Work order: Please find all lines in the data that hold the string "KeyPathParser" and copy them.

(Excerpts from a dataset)

•••••

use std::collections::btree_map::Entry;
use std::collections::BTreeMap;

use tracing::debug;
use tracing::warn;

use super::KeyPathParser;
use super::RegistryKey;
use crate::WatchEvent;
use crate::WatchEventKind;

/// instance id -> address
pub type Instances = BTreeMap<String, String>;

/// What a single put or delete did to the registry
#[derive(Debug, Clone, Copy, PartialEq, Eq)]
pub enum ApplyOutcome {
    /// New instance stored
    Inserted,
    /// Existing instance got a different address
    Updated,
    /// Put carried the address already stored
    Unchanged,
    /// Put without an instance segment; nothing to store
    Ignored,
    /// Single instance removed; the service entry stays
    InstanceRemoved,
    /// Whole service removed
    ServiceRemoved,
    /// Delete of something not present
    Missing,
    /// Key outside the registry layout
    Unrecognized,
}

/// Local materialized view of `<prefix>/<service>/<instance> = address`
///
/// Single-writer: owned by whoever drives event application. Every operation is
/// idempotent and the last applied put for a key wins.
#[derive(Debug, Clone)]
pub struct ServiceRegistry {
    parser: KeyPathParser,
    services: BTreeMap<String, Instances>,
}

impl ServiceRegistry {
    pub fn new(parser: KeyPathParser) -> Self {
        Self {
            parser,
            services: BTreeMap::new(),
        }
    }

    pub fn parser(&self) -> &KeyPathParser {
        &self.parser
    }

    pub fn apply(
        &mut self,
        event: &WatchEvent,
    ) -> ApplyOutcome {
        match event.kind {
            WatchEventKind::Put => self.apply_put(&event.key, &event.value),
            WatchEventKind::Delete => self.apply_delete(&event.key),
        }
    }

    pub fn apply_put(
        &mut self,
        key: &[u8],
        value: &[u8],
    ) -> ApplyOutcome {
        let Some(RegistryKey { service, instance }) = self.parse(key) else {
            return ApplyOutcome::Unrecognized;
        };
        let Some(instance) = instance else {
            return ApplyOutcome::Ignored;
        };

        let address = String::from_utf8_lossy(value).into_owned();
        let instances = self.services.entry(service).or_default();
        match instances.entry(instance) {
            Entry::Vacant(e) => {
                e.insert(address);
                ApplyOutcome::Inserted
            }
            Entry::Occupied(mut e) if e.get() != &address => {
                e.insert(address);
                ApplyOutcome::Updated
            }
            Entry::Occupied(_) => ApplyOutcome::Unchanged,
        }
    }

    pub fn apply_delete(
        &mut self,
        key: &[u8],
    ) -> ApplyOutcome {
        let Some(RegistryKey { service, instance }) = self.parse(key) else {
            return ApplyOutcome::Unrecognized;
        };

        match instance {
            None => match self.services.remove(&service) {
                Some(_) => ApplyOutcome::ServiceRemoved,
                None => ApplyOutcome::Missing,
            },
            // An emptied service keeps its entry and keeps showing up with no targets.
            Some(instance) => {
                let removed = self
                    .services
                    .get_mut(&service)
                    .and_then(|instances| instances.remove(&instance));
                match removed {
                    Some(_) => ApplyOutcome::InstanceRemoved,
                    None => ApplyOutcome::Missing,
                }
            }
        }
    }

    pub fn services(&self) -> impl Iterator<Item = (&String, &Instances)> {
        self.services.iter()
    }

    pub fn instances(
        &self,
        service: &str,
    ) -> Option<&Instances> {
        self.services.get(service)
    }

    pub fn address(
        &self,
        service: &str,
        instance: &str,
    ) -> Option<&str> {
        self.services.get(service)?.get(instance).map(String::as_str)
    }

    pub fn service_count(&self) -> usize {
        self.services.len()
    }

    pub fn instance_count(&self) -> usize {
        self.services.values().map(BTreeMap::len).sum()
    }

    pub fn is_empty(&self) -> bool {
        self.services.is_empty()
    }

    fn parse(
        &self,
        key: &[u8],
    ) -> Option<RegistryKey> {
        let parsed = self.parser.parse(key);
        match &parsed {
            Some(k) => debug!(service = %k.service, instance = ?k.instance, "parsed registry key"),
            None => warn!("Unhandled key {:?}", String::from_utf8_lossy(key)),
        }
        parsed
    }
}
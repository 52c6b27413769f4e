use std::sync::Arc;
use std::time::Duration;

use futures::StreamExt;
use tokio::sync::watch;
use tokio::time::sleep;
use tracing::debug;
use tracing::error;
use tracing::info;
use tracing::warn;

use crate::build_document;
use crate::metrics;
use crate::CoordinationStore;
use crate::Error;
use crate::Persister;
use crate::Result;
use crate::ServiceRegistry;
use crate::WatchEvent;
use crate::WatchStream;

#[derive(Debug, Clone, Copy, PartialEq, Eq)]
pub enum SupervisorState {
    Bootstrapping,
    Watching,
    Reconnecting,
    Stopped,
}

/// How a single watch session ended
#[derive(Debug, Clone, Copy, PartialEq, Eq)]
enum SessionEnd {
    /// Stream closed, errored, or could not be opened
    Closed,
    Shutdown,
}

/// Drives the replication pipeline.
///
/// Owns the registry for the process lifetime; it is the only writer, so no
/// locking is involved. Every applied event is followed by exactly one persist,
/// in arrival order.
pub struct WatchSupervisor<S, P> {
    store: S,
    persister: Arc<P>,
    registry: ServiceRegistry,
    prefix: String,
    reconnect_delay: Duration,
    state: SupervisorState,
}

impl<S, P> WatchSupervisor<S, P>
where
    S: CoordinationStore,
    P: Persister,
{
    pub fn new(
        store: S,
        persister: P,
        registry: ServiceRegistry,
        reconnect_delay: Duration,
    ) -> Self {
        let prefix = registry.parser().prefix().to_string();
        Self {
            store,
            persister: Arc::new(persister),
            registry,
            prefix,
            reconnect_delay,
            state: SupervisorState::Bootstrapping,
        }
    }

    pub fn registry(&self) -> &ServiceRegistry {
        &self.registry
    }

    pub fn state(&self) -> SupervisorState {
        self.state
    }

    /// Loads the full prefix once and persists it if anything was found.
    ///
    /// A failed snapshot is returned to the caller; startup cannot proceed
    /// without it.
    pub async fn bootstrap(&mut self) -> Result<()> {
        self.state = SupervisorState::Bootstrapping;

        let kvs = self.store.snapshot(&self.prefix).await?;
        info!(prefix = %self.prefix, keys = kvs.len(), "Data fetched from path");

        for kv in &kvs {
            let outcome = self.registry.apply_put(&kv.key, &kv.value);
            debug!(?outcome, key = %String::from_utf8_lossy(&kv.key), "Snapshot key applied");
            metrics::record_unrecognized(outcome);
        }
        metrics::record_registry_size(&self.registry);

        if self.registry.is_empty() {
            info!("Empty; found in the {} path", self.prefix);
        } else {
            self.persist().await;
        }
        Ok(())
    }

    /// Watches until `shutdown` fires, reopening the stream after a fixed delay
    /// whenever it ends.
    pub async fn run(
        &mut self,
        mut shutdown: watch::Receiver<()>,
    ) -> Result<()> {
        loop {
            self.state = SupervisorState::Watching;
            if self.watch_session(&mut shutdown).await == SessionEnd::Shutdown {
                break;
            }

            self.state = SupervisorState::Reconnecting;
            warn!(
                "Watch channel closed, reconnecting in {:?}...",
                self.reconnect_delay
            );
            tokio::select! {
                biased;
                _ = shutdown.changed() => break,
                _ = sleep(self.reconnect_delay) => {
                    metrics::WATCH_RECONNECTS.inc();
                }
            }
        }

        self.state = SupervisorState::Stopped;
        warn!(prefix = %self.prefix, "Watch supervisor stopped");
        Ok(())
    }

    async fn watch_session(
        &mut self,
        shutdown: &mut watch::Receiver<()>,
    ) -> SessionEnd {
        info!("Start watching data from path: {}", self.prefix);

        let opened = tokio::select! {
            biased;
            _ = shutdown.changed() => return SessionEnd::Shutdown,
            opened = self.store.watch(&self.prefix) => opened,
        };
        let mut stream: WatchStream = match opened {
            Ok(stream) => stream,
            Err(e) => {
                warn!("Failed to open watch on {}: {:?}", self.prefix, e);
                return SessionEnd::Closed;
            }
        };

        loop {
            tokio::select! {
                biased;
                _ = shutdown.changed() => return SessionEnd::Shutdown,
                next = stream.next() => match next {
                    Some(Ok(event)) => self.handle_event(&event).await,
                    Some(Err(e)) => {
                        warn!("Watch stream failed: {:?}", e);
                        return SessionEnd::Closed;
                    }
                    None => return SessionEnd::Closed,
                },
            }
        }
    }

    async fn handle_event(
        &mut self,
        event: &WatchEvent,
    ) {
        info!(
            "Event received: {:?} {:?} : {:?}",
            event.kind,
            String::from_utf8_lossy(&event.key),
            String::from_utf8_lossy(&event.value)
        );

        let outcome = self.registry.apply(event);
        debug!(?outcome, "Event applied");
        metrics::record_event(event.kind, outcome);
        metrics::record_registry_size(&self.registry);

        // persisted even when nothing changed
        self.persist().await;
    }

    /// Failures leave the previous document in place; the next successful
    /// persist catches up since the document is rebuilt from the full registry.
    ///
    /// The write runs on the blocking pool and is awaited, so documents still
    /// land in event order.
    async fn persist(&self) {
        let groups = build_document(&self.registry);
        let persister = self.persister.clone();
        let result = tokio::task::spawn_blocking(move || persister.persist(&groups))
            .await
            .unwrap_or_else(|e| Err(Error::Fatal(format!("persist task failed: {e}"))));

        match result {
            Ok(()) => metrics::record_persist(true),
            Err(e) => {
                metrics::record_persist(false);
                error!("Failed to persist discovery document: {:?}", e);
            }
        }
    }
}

•••••

Solved problem:
use super::KeyPathParser;
    parser: KeyPathParser,
    pub fn new(parser: KeyPathParser) -> Self {
    pub fn parser(&self) -> &KeyPathParser {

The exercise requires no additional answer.